Section of Neurosurgery, Department of Neurological Sciences, University of Bari Medical School, Piazza Giulio Cesare, 11, 70124 Bari, Italy.

出版信息

Neurosurg Rev. 2008 Apr;31(2):237-46; discussion 246. doi: 10.1007/s10143-007-0096-2. Epub 2007 Sep 26.

Abstract

Pituitary abscess is a rare entity and the correct diagnosis is still difficult before surgery. More than 210 cases have been reported in the medical literature, mostly in the form of isolated case reports. We report two cases of pituitary abscess treated endoscopically and we review the literature. A 30-year-old woman and a 35-year-old man were admitted with a history of pituitary dysfunction. Patient 1 presented with polyuria, polydipsia, amenorrhea, headache, and visual impairment. Magnetic resonance imaging showed a cystic intra- and supra-sellar lesion with ring enhancement after contrast injection. Patient 2 presented with frontal headache, proptosis, painful ophthalmoplegia, visual impairment, and fever. Eight years before the patient had undergone a transphenoidal surgery for Prolactinoma. Magnetic resonance imaging revealed a sellar lesion extending into the cavernous sinus and carotid artery bilaterally. Both patients underwent endoscopic transnasal-transsphenoidal exploration. Intraoperative diagnosis of pituitary abscess was made. The postoperative courses were uneventful. Antibiotic therapy was performed in both cases. Only three cases of endoscopic treatment of pituitary abscess have been reported in the literature.

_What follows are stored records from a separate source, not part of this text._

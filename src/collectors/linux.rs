//! Linux probes (OS, CPU, memory, disk, uptime, displays, network)

use super::{desktop, gpu, packages, sensors, PlatformProbe};
use crate::data::{BatteryEntry, Capacity, CpuInfo, DisplayEntry, NetworkInterface, OsInfo, ThemeInfo, UNKNOWN};
use crate::error::{FetchError, Result};
use crate::utils::{command::*, file::*, parsing::*};
use regex::Regex;
use std::fs;
use std::path::Path;
use std::sync::LazyLock;
use tracing::debug;

const POWER_SUPPLY: &str = "/sys/class/power_supply";

static XRANDR_GEOMETRY: LazyLock<Regex> =
    LazyLock::new(|| Regex::new(r"(\d+)x(\d+)\+\d+\+\d+").expect("valid regex"));
static XRANDR_SIZE: LazyLock<Regex> =
    LazyLock::new(|| Regex::new(r"(\d+)mm x (\d+)mm").expect("valid regex"));

pub struct LinuxProbe {
    /// Filesystem prefix for package databases (Termux sets `$PREFIX`)
    prefix: String,
}

impl LinuxProbe {
    pub fn new() -> Self {
        LinuxProbe { prefix: String::new() }
    }

    pub fn with_prefix(prefix: impl Into<String>) -> Self {
        LinuxProbe { prefix: prefix.into() }
    }
}

impl Default for LinuxProbe {
    fn default() -> Self {
        Self::new()
    }
}

impl PlatformProbe for LinuxProbe {
    fn name(&self) -> &'static str {
        "Linux"
    }

    fn hostname(&self) -> Result<String> {
        read_first_line("/proc/sys/kernel/hostname")
            .ok()
            .filter(|name| !name.is_empty())
            .map(Ok)
            .unwrap_or_else(super::common::hostname)
    }

    fn os(&self) -> Result<OsInfo> {
        let release = match read_file_safe("/etc/os-release") {
            Ok(text) => parse_os_release(&text),
            Err(err) => {
                debug!(error = %err, "/etc/os-release unreadable");
                OsRelease::default()
            }
        };

        Ok(OsInfo {
            distro: release.name.unwrap_or_else(|| UNKNOWN.to_string()),
            release: release.version.unwrap_or_else(|| UNKNOWN.to_string()),
            kernel: kernel_version().unwrap_or_else(|_| UNKNOWN.to_string()),
            id: release.id,
        })
    }

    fn cpu(&self) -> Result<CpuInfo> {
        let cpuinfo = read_file_safe("/proc/cpuinfo")?;
        let mut cpu = parse_cpuinfo(&cpuinfo)?;
        if cpu.speed.is_none() {
            cpu.speed = max_cpu_frequency();
        }
        Ok(cpu)
    }

    fn gpu(&self) -> Result<String> {
        gpu::linux_gpu()
    }

    fn memory(&self) -> Result<Capacity> {
        let meminfo = read_file_safe("/proc/meminfo")?;
        parse_meminfo(&meminfo)
    }

    fn disk(&self) -> Result<Capacity> {
        root_disk_usage("/")
    }

    fn uptime(&self) -> Result<u64> {
        let uptime = read_first_line("/proc/uptime")?;
        parse_proc_uptime(&uptime)
    }

    fn batteries(&self) -> Result<Vec<BatteryEntry>> {
        sensors::linux_batteries(Path::new(POWER_SUPPLY))
    }

    fn packages(&self) -> Result<String> {
        packages::linux_packages(&self.prefix)
    }

    fn displays(&self) -> Result<Vec<DisplayEntry>> {
        match run_command("xrandr", &["--current"]) {
            Ok(output) => {
                let displays = parse_xrandr(&output);
                if !displays.is_empty() {
                    return Ok(displays);
                }
            }
            Err(err) => debug!(error = %err, "xrandr unavailable, reading DRM connectors"),
        }

        let displays = drm_displays(Path::new("/sys/class/drm"));
        if displays.is_empty() {
            return Err(FetchError::detection("no connected display"));
        }
        Ok(displays)
    }

    fn theme(&self) -> Result<ThemeInfo> {
        desktop::linux_theme()
    }

    fn network(&self) -> Result<Vec<NetworkInterface>> {
        let output = run_command("ip", &["-o", "-4", "addr", "show"])?;
        Ok(parse_ip_addr(&output))
    }

    fn swap(&self) -> Result<Capacity> {
        let from_meminfo = read_file_safe("/proc/meminfo").ok().and_then(|meminfo| {
            Some(Capacity {
                total_bytes: meminfo_kb(&meminfo, "SwapTotal")? * 1024,
                available_bytes: meminfo_kb(&meminfo, "SwapFree")? * 1024,
            })
        });
        if let Some(swap) = from_meminfo {
            return Ok(swap);
        }

        let output = run_command("free", &["-b"])?;
        parse_free_swap(&output)
    }
}

/// Kernel release from /proc/version, falling back to `uname -r`
pub fn kernel_version() -> Result<String> {
    read_first_line("/proc/version")
        .ok()
        .and_then(|version| version.split_whitespace().nth(2).map(str::to_string))
        .map(Ok)
        .unwrap_or_else(|| run_command_nonempty("uname", &["-r"]))
}

/// Usage of the filesystem at `path`, falling back to `df`
pub fn root_disk_usage(path: &str) -> Result<Capacity> {
    match filesystem_usage(path) {
        Ok((total_bytes, available_bytes)) if total_bytes > 0 => {
            return Ok(Capacity { total_bytes, available_bytes });
        }
        Ok(_) => debug!(path, "statvfs reported an empty filesystem"),
        Err(err) => debug!(path, error = %err, "statvfs failed, trying df"),
    }

    let output = run_command("df", &["-k", path])?;
    parse_df_kb(&output)
}

/// The os-release fields the report uses
#[derive(Debug, Default, PartialEq)]
pub struct OsRelease {
    pub name: Option<String>,
    pub version: Option<String>,
    pub id: Option<String>,
}

/// Distro name, version and id from os-release
pub fn parse_os_release(text: &str) -> OsRelease {
    let field = |key: &str| {
        text.lines()
            .find_map(|line| line.strip_prefix(key)?.strip_prefix('='))
            .map(|value| value.trim().trim_matches('"').to_string())
            .filter(|value| !value.is_empty())
    };

    let id = field("ID").map(|id| id.to_lowercase());
    OsRelease {
        name: field("NAME").or_else(|| field("PRETTY_NAME")).or_else(|| id.clone()),
        version: field("VERSION_ID").or_else(|| field("BUILD_ID")),
        id,
    }
}

pub fn parse_cpuinfo(cpuinfo: &str) -> Result<CpuInfo> {
    let model = ["model name", "Hardware", "Processor", "cpu model", "cpu"]
        .iter()
        .find_map(|key| find_colon_value(cpuinfo, key))
        .ok_or_else(|| FetchError::detection("CPU model not found"))?;

    let cores = cpuinfo
        .lines()
        .filter(|line| line.split(':').next().is_some_and(|key| key.trim() == "processor"))
        .count();

    let speed = find_colon_value(cpuinfo, "cpu MHz")
        .and_then(|mhz| mhz.parse::<f64>().ok())
        .map(|mhz| format!("{:.2} GHz", mhz / 1000.0));

    Ok(CpuInfo {
        model,
        cores: (cores > 0).then_some(cores),
        speed,
    })
}

fn max_cpu_frequency() -> Option<String> {
    let khz = read_sys_i64("/sys/devices/system/cpu/cpu0/cpufreq/cpuinfo_max_freq")?;
    Some(format!("{:.2} GHz", khz as f64 / 1_000_000.0))
}

pub fn parse_meminfo(meminfo: &str) -> Result<Capacity> {
    let total = meminfo_kb(meminfo, "MemTotal")
        .ok_or_else(|| FetchError::detection("MemTotal missing"))?;

    // Older kernels lack MemAvailable
    let available = meminfo_kb(meminfo, "MemAvailable").unwrap_or_else(|| {
        ["MemFree", "Buffers", "Cached"]
            .iter()
            .filter_map(|key| meminfo_kb(meminfo, key))
            .sum()
    });

    Ok(Capacity {
        total_bytes: total * 1024,
        available_bytes: available * 1024,
    })
}

pub fn parse_proc_uptime(uptime: &str) -> Result<u64> {
    uptime
        .split_whitespace()
        .next()
        .and_then(|secs| secs.parse::<f64>().ok())
        .map(|secs| secs as u64)
        .ok_or_else(|| FetchError::parse(format!("unexpected /proc/uptime content: {}", uptime)))
}

/// Parse `df -k` output (1K blocks)
pub fn parse_df_kb(output: &str) -> Result<Capacity> {
    output
        .lines()
        .skip(1)
        .map(|line| line.split_whitespace().collect::<Vec<_>>())
        .find(|parts| parts.len() >= 4)
        .and_then(|parts| {
            Some(Capacity {
                total_bytes: parts[1].parse::<u64>().ok()? * 1024,
                available_bytes: parts[3].parse::<u64>().ok()? * 1024,
            })
        })
        .ok_or_else(|| FetchError::parse("unexpected df output"))
}

/// Swap line of `free -b`
pub fn parse_free_swap(output: &str) -> Result<Capacity> {
    output
        .lines()
        .find(|line| line.starts_with("Swap:"))
        .and_then(|line| {
            let parts: Vec<&str> = line.split_whitespace().collect();
            Some(Capacity {
                total_bytes: size_to_bytes(parts.get(1)?)?,
                available_bytes: size_to_bytes(parts.get(3)?)?,
            })
        })
        .ok_or_else(|| FetchError::parse("no Swap line in free output"))
}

We recommend early management by endoscopic transphenoidal surgery for pituitary abscess: this technique is safe, with minimal blood loss, short operating time, low morbidity, and brief hospital stay.

摘要

垂体脓肿是一种罕见的疾病,术前正确诊断仍很困难。医学文献中已报道210多例,大多为个案报道形式。我们报告两例经内镜治疗的垂体脓肿病例并复习相关文献。一名30岁女性和一名35岁男性因垂体功能障碍病史入院。病例1表现为多尿、多饮、闭经、头痛和视力障碍。磁共振成像显示鞍内和鞍上囊性病变,注射造影剂后呈环形强化。病例2表现为额部头痛、眼球突出、疼痛性眼肌麻痹、视力障碍和发热。该患者8年前曾因泌乳素瘤接受经蝶窦手术。磁共振成像显示鞍区病变双侧延伸至海绵窦和颈动脉。两名患者均接受了内镜经鼻-蝶窦探查术。术中诊断为垂体脓肿。术后病程顺利。两例均进行了抗生素治疗。文献中仅报道了3例垂体脓肿的内镜治疗病例。我们建议对垂体脓肿采用内镜经蝶窦手术进行早期治疗:该技术安全,失血少,手术时间短,发病率低,住院时间短。